We are exploring the importance of Nups during development utilizing Drosophila melanogaster as model organism. We are investigating functions of the dELYS and the Nup107-160 complex in organismal growth and development through biochemical and genetic interventions. dELYS play critical roles in Drosophila development through regulation of Dorsal pathway. In particular, we are dissecting out dELYS function in hematopoeitic development and Nup107 complex role in neuronal development and signaling.

Nups are known to be dysregulated in cancer. Chromosomal translocation mediated roles of Nups in cancer was known for long. Over-expression of Nups is being appreciated lately, for their involvement in cancer. Expression levels of Nups like Nup88 and Nup107 can be correlated with cancer progression and metastasis. Nup over-expression is suggested to cause an imbalance of transport and abnormalities in cell division. 

Biochemical and cell biological analysis of important regulators of Nup88 and Nup107 is an important aspects of this study. How these nuclear pore proteins help regulate cell division by mediating nucleo-cytoplasmic transport is a piece of puzzle that we are trying to put together.

Post translation modification by SUMO is known to play important role in regulating localization and function of many proteins including transcription factors, signaling molecules etc. Extensive work on SUMO suggests that the C-terminal region harbors interaction sites for substrate and enzymes of the pathway.

          Characterization of SUMO modification machinery in the causative agent for malaria, Plasmodium falciparum, has got us interested in under-standing this pathway in further detail. We are keenly pursuing the idea of identifying SUMO substrates critical for Plasmodium survival. We are also exploring the importance of sumo machinery in infection and malaria pathogenesis. 

SUMOylation of cytolinker protein PPL by SUMO1 is enhanced under cytoskeletal rearrangement. The non-SUMOylatable PPL (PPL-K1646R) affects the stability and organization of Keratin intermediate filament (IF). Periplakin SUMOylation mutant induce precocious collapse of keratin IF when stressed. PPL is known desmosomal protein and it can affect the integrity of cells in epithelium.

We are developing an understanding of how SUMOylation of PPL affects intermediate filament dynamics. How the interactions of PPL would affect the Keratin filament assembly? 

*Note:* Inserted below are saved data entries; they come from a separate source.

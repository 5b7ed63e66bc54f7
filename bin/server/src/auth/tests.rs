//! End-to-end tests of the gateway middleware against a fake identity provider.

use async_trait::async_trait;
use axum::{
    Router,
    body::Body,
    http::{HeaderMap, Request, StatusCode, header},
    response::{IntoResponse, Response},
};
use axum_extra::extract::cookie::{Cookie, Key, SignedCookieJar};
use base64::Engine;
use base64::engine::general_purpose::URL_SAFE_NO_PAD;
use login_gate_access::{
    AccessPolicy, EmailAllowlist, PolicyConfig, Provider, ProviderConfig, Session, TokenResponse,
    UserInfo, encode_session,
};
use std::collections::HashMap;
use std::sync::atomic::{AtomicUsize, Ordering};
use std::sync::{Arc, Mutex};
use tower::ServiceExt;

use super::cookies::{NONCE_COOKIE, ORIGIN_COOKIE, SESSION_COOKIE, STATE_COOKIE, VERIFIER_COOKIE};
use super::{GatewayState, IdentityProvider, IdpError};
use crate::config::SessionConfig;

const AUTH_CODE: &str = "auth-code-1";
const ACCESS_TOKEN: &str = "access-123";
const CALLBACK_PATH: &str = "/auth/callback";
const AUTHORIZE_URL: &str = "https://idp.example.com/authorize";

/// What the fake provider saw in the authorization request.
#[derive(Debug, Clone)]
struct AuthorizationRequest {
    code_challenge: String,
    nonce: String,
}

/// Identity provider that checks PKCE the way a real one does.
struct FakeIdp {
    email: String,
    nonce_override: Option<String>,
    fail_user_info: bool,
    authorized: Mutex<Option<AuthorizationRequest>>,
    exchanges: AtomicUsize,
}

impl FakeIdp {
    fn for_email(email: &str) -> Self {
        Self {
            email: email.to_string(),
            nonce_override: None,
            fail_user_info: false,
            authorized: Mutex::new(None),
            exchanges: AtomicUsize::new(0),
        }
    }

    /// Records the authorization request and returns its `state`.
    fn authorize(&self, authorization_url: &str) -> String {
        let url = url::Url::parse(authorization_url).expect("authorization url");
        let query: HashMap<String, String> = url.query_pairs().into_owned().collect();
        *self.authorized.lock().unwrap() = Some(AuthorizationRequest {
            code_challenge: query["code_challenge"].clone(),
            nonce: query["nonce"].clone(),
        });
        query["state"].clone()
    }

    fn exchanges(&self) -> usize {
        self.exchanges.load(Ordering::SeqCst)
    }
}

fn identity_token(nonce: &str) -> String {
    let claims = serde_json::json!({
        "iss": "https://idp.example.com",
        "sub": "user-1",
        "nonce": nonce,
    });
    format!(
        "{}.{}.signature",
        URL_SAFE_NO_PAD.encode(r#"{"alg":"RS256","typ":"JWT"}"#),
        URL_SAFE_NO_PAD.encode(claims.to_string())
    )
}

#[async_trait]
impl IdentityProvider for FakeIdp {
    async fn exchange_code(
        &self,
        code: &str,
        code_verifier: &str,
    ) -> login_gate_core::Result<TokenResponse, IdpError> {
        self.exchanges.fetch_add(1, Ordering::SeqCst);
        let invalid_grant = || -> login_gate_core::Result<TokenResponse, IdpError> {
            Err(IdpError::TokenExchangeFailed {
                details: "invalid_grant".to_string(),
            }
            .into())
        };

        let Some(request) = self.authorized.lock().unwrap().clone() else {
            return invalid_grant();
        };
        if code != AUTH_CODE
            || login_gate_core::pkce_challenge(code_verifier) != request.code_challenge
        {
            return invalid_grant();
        }

        let nonce = self.nonce_override.clone().unwrap_or(request.nonce);
        Ok(TokenResponse {
            access_token: ACCESS_TOKEN.to_string(),
            token_type: "Bearer".to_string(),
            expires_in: 900,
            id_token: identity_token(&nonce),
        })
    }

    async fn fetch_user_info(
        &self,
        access_token: &str,
        token_type: &str,
    ) -> login_gate_core::Result<UserInfo, IdpError> {
        if self.fail_user_info || access_token != ACCESS_TOKEN || token_type != "Bearer" {
            return Err(IdpError::UserInfoFetchFailed {
                details: "401 Unauthorized".to_string(),
            }
            .into());
        }
        Ok(UserInfo {
            sub: "user-1".to_string(),
            iss: "https://idp.example.com".to_string(),
            email: self.email.clone(),
            email_verified: true,
        })
    }
}

/// Cookie store that behaves like a browser for a single origin.
#[derive(Debug, Default)]
struct Browser {
    cookies: HashMap<String, String>,
}

impl Browser {
    fn absorb(&mut self, response: &Response) {
        for raw in response.headers().get_all(header::SET_COOKIE) {
            let raw = raw.to_str().expect("ascii set-cookie");
            let cookie = Cookie::parse_encoded(raw.to_owned()).expect("set-cookie");
            if cookie.max_age() == Some(time::Duration::ZERO) {
                self.cookies.remove(cookie.name());
            } else {
                let pair = raw.split(';').next().unwrap_or_default().to_string();
                self.cookies.insert(cookie.name().to_string(), pair);
            }
        }
    }

    fn insert(&mut self, name: &str, value: &str) {
        self.cookies.insert(name.to_string(), format!("{name}={value}"));
    }

    fn has(&self, name: &str) -> bool {
        self.cookies.contains_key(name)
    }

    fn header(&self) -> Option<String> {
        if self.cookies.is_empty() {
            return None;
        }
        Some(self.cookies.values().cloned().collect::<Vec<_>>().join("; "))
    }
}

fn set_cookies(response: &Response) -> HashMap<String, Cookie<'static>> {
    response
        .headers()
        .get_all(header::SET_COOKIE)
        .iter()
        .filter_map(|v| v.to_str().ok())
        .filter_map(|v| Cookie::parse_encoded(v.to_owned()).ok())
        .map(|c| (c.name().to_string(), c))
        .collect()
}

fn location(response: &Response) -> String {
    response
        .headers()
        .get(header::LOCATION)
        .expect("location header")
        .to_str()
        .expect("ascii location")
        .to_string()
}

fn is_expired(cookies: &HashMap<String, Cookie<'static>>, name: &str) -> bool {
    cookies
        .get(name)
        .is_some_and(|c| c.max_age() == Some(time::Duration::ZERO))
}

fn sets_session(cookies: &HashMap<String, Cookie<'static>>) -> bool {
    cookies
        .get(SESSION_COOKIE)
        .is_some_and(|c| !c.value().is_empty() && c.max_age() != Some(time::Duration::ZERO))
}

struct Gateway {
    app: Router,
    key: Key,
    idp: Arc<FakeIdp>,
    upstream_hits: Arc<AtomicUsize>,
}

Several methods have described in greater details for the labeling of proteins for academic and therapeutics purposes. However, most of them are not precise in term of labeling proteins uniquely. Proteins modified using the Linchpin Directed modification (LDM) and other related chemical toolboxes available with Dr. Vishal Rai's group in the Chemistry Department, IISER Bhopal, we are involved in the precise in vitro and in cellula labeling and characterization of proteins.